## Your assignment
The response must contain every record, repeated exactly.
** Opening Task material block **
impl SelectionEngine {
    pub fn new(preferred_year: i32) -> Self {
        Self {
            preferred_year,
            mid_price_ratio: DEFAULT_MID_PRICE_RATIO,
        }
    }

    pub fn with_mid_price_ratio(mut self, ratio: f64) -> Self {
        self.mid_price_ratio = ratio;
        self
    }

    pub fn with_preferred_year(mut self, year: i32) -> Self {
        self.preferred_year = year;
        self
    }

    pub fn preferred_year(&self) -> i32 {
        self.preferred_year
    }

    /// Hard filter applied before scoring, so excluded rows never stretch a
    /// metric's normalization range.
    ///
    /// Drops candidates with no valid price, above `budget` (when given) or
    /// rejected by the brand stance.
    pub fn eligible(
        &self,
        candidates: Vec<Candidate>,
        budget: Option<u32>,
        stance: &BrandStance,
    ) -> Vec<Candidate> {
        let before = candidates.len();
        let kept: Vec<Candidate> = candidates
            .into_iter()
            .filter(|c| admits(c, budget, stance))
            .collect();
        debug!("Hard filter kept {} of {} candidates", kept.len(), before);
        kept
    }

    /// Filter and sort without cutting to Top-3.
    ///
    /// Applies the same hard filter as [`SelectionEngine::eligible`], then
    /// sorts by the ordering key.
    pub fn order(
        &self,
        scored: Vec<ScoredCandidate>,
        budget: Option<u32>,
        stance: &BrandStance,
    ) -> Vec<ScoredCandidate> {
        let mut eligible: Vec<ScoredCandidate> = scored
            .into_iter()
            .filter(|s| admits(&s.candidate, budget, stance))
            .collect();
        eligible.sort_by(|a, b| self.compare(a, b));
        eligible
    }

    /// Pick Top-3 plus the lowest-price and mid-price alternates.
    pub fn select(
        &self,
        scored: Vec<ScoredCandidate>,
        size: u32,
        budget: u32,
        scene: &str,
        stance: &BrandStance,
    ) -> RecommendationResult {
        let filters = AppliedFilters {
            size,
            budget,
            scene: scene.to_string(),
            brand: stance.clone(),
            preferred_year: self.preferred_year,
        };

        let ordered: Vec<(u32, ScoredCandidate)> = self
            .order(scored, Some(budget), stance)
            .into_iter()
            .filter_map(|s| s.candidate.valid_price().map(|p| (p, s)))
            .collect();
        let eligible = ordered.len();

        if ordered.is_empty() {
            debug!("No candidates left after filtering for {:?}", filters);
            return RecommendationResult {
                outcome: Outcome::NoCandidates,
                filters,
                top: Vec::new(),
                lowest_price: AlternateSlot::Unavailable,
                mid_price: AlternateSlot::Unavailable,
                eligible,
            };
        }

        // Top-3: first occurrence of each model in ordering position.
        let mut top_keys: HashSet<ModelKey> = HashSet::new();
        let mut top_idx: Vec<usize> = Vec::with_capacity(TOP_N);
        for (i, (_, s)) in ordered.iter().enumerate() {
            if top_idx.len() == TOP_N {
                break;
            }
            if top_keys.insert(s.candidate.model_key()) {
                top_idx.push(i);
            }
        }

        // Alternates may come from any row, any size variant, of a model
        // outside the Top-3. Indexes keep ordering position for ties.
        let rest: Vec<usize> = (0..ordered.len())
            .filter(|i| !top_keys.contains(&ordered[*i].1.candidate.model_key()))
            .collect();

        let lowest_idx = rest.iter().copied().min_by(|ia, ib| {
            let (pa, a) = &ordered[*ia];
            let (pb, b) = &ordered[*ib];
            pa.cmp(pb)
                .then_with(|| b.candidate.launch.cmp(&a.candidate.launch))
                .then_with(|| ia.cmp(ib))
        });
        let lowest_key = lowest_idx.map(|i| ordered[i].1.candidate.model_key());

        let target = self.mid_price_ratio * budget as f64;
        let mid_idx = rest
            .iter()
            .copied()
            .filter(|i| Some(ordered[*i].1.candidate.model_key()) != lowest_key)
            .min_by(|ia, ib| {
                let (pa, a) = &ordered[*ia];
                let (pb, b) = &ordered[*ib];
                let da = (*pa as f64 - target).abs();
                let db = (*pb as f64 - target).abs();
                da.total_cmp(&db)
                    .then_with(|| b.candidate.launch.cmp(&a.candidate.launch))
                    .then_with(|| pb.cmp(pa))
                    .then_with(|| ia.cmp(ib))
            });

        let mut top = Vec::with_capacity(top_idx.len());
        let mut lowest = None;
        let mut mid = None;
        for (i, (price, s)) in ordered.into_iter().enumerate() {
            if top_idx.contains(&i) {
                top.push(Pick::new(s, price));
            } else if Some(i) == lowest_idx {
                lowest = Some(Pick::new(s, price));
            } else if Some(i) == mid_idx {
                mid = Some(Pick::new(s, price));
            }
        }

        RecommendationResult {
            outcome: Outcome::Recommended,
            filters,
            top,
            lowest_price: lowest.into(),
            mid_price: mid.into(),
            eligible,
        }
    }

    /// 0 = launched in the preferred year, 1 = other known year, 2 = unknown.
    fn bucket(&self, s: &ScoredCandidate) -> u8 {
        match s.candidate.launch_year() {
            Some(year) if year == self.preferred_year => 0,
            Some(_) => 1,
            None => 2,
        }
    }

    /// Bucket, score desc, launch desc, price desc, then brand and model.
    fn compare(&self, a: &ScoredCandidate, b: &ScoredCandidate) -> Ordering {
        self.bucket(a)
            .cmp(&self.bucket(b))
            .then_with(|| b.score.total_cmp(&a.score))
            .then_with(|| b.candidate.launch.cmp(&a.candidate.launch))
            .then_with(|| b.candidate.valid_price().cmp(&a.candidate.valid_price()))
            .then_with(|| a.candidate.brand.cmp(&b.candidate.brand))
            .then_with(|| a.candidate.model.cmp(&b.candidate.model))
    }
}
** Closing Task material block **
## Finished task
impl SelectionEngine {
    pub fn new(preferred_year: i32) -> Self {
        Self {
            preferred_year,
            mid_price_ratio: DEFAULT_MID_PRICE_RATIO,
        }
    }

    pub fn with_mid_price_ratio(mut self, ratio: f64) -> Self {
        self.mid_price_ratio = ratio;
        self
    }

    pub fn with_preferred_year(mut self, year: i32) -> Self {
        self.preferred_year = year;
        self
    }

    pub fn preferred_year(&self) -> i32 {
        self.preferred_year
    }

    /// Hard filter applied before scoring, so excluded rows never stretch a
    /// metric's normalization range.
    ///
    /// Drops candidates with no valid price, above `budget` (when given) or
    /// rejected by the brand stance.
    pub fn eligible(
        &self,
        candidates: Vec<Candidate>,
        budget: Option<u32>,
        stance: &BrandStance,
    ) -> Vec<Candidate> {
        let before = candidates.len();
        let kept: Vec<Candidate> = candidates
            .into_iter()
            .filter(|c| admits(c, budget, stance))
            .collect();
        debug!("Hard filter kept {} of {} candidates", kept.len(), before);
        kept
    }

    /// Filter and sort without cutting to Top-3.
    ///
    /// Applies the same hard filter as [`SelectionEngine::eligible`], then
    /// sorts by the ordering key.
    pub fn order(
        &self,
        scored: Vec<ScoredCandidate>,
        budget: Option<u32>,
        stance: &BrandStance,
    ) -> Vec<ScoredCandidate> {
        let mut eligible: Vec<ScoredCandidate> = scored
            .into_iter()
            .filter(|s| admits(&s.candidate, budget, stance))
            .collect();
        eligible.sort_by(|a, b| self.compare(a, b));
        eligible
    }

    /// Pick Top-3 plus the lowest-price and mid-price alternates.
    pub fn select(
        &self,
        scored: Vec<ScoredCandidate>,
        size: u32,
        budget: u32,
        scene: &str,
        stance: &BrandStance,
    ) -> RecommendationResult {
        let filters = AppliedFilters {
            size,
            budget,
            scene: scene.to_string(),
            brand: stance.clone(),
            preferred_year: self.preferred_year,
        };

        let ordered: Vec<(u32, ScoredCandidate)> = self
            .order(scored, Some(budget), stance)
            .into_iter()
            .filter_map(|s| s.candidate.valid_price().map(|p| (p, s)))
            .collect();
        let eligible = ordered.len();

        if ordered.is_empty() {
            debug!("No candidates left after filtering for {:?}", filters);
            return RecommendationResult {
                outcome: Outcome::NoCandidates,
                filters,
                top: Vec::new(),
                lowest_price: AlternateSlot::Unavailable,
                mid_price: AlternateSlot::Unavailable,
                eligible,
            };
        }

        // Top-3: first occurrence of each model in ordering position.
        let mut top_keys: HashSet<ModelKey> = HashSet::new();
        let mut top_idx: Vec<usize> = Vec::with_capacity(TOP_N);
        for (i, (_, s)) in ordered.iter().enumerate() {
            if top_idx.len() == TOP_N {
                break;
            }
            if top_keys.insert(s.candidate.model_key()) {
                top_idx.push(i);
            }
        }

        // Alternates may come from any row, any size variant, of a model
        // outside the Top-3. Indexes keep ordering position for ties.
        let rest: Vec<usize> = (0..ordered.len())
            .filter(|i| !top_keys.contains(&ordered[*i].1.candidate.model_key()))
            .collect();

        let lowest_idx = rest.iter().copied().min_by(|ia, ib| {
            let (pa, a) = &ordered[*ia];
            let (pb, b) = &ordered[*ib];
            pa.cmp(pb)
                .then_with(|| b.candidate.launch.cmp(&a.candidate.launch))
                .then_with(|| ia.cmp(ib))
        });
        let lowest_key = lowest_idx.map(|i| ordered[i].1.candidate.model_key());

        let target = self.mid_price_ratio * budget as f64;
        let mid_idx = rest
            .iter()
            .copied()
            .filter(|i| Some(ordered[*i].1.candidate.model_key()) != lowest_key)
            .min_by(|ia, ib| {
                let (pa, a) = &ordered[*ia];
                let (pb, b) = &ordered[*ib];
                let da = (*pa as f64 - target).abs();
                let db = (*pb as f64 - target).abs();
                da.total_cmp(&db)
                    .then_with(|| b.candidate.launch.cmp(&a.candidate.launch))
                    .then_with(|| pb.cmp(pa))
                    .then_with(|| ia.cmp(ib))
            });

        let mut top = Vec::with_capacity(top_idx.len());
        let mut lowest = None;
        let mut mid = None;
        for (i, (price, s)) in ordered.into_iter().enumerate() {
            if top_idx.contains(&i) {
                top.push(Pick::new(s, price));
            } else if Some(i) == lowest_idx {
                lowest = Some(Pick::new(s, price));
            } else if Some(i) == mid_idx {
                mid = Some(Pick::new(s, price));
            }
        }

        RecommendationResult {
            outcome: Outcome::Recommended,
            filters,
            top,
            lowest_price: lowest.into(),
            mid_price: mid.into(),
            eligible,
        }
    }

    /// 0 = launched in the preferred year, 1 = other known year, 2 = unknown.
    fn bucket(&self, s: &ScoredCandidate) -> u8 {
        match s.candidate.launch_year() {
            Some(year) if year == self.preferred_year => 0,
            Some(_) => 1,
            None => 2,
        }
    }

    /// Bucket, score desc, launch desc, price desc, then brand and model.
    fn compare(&self, a: &ScoredCandidate, b: &ScoredCandidate) -> Ordering {
        self.bucket(a)
            .cmp(&self.bucket(b))
            .then_with(|| b.score.total_cmp(&a.score))
            .then_with(|| b.candidate.launch.cmp(&a.candidate.launch))
            .then_with(|| b.candidate.valid_price().cmp(&a.candidate.valid_price()))
            .then_with(|| a.candidate.brand.cmp(&b.candidate.brand))
            .then_with(|| a.candidate.model.cmp(&b.candidate.model))
    }
}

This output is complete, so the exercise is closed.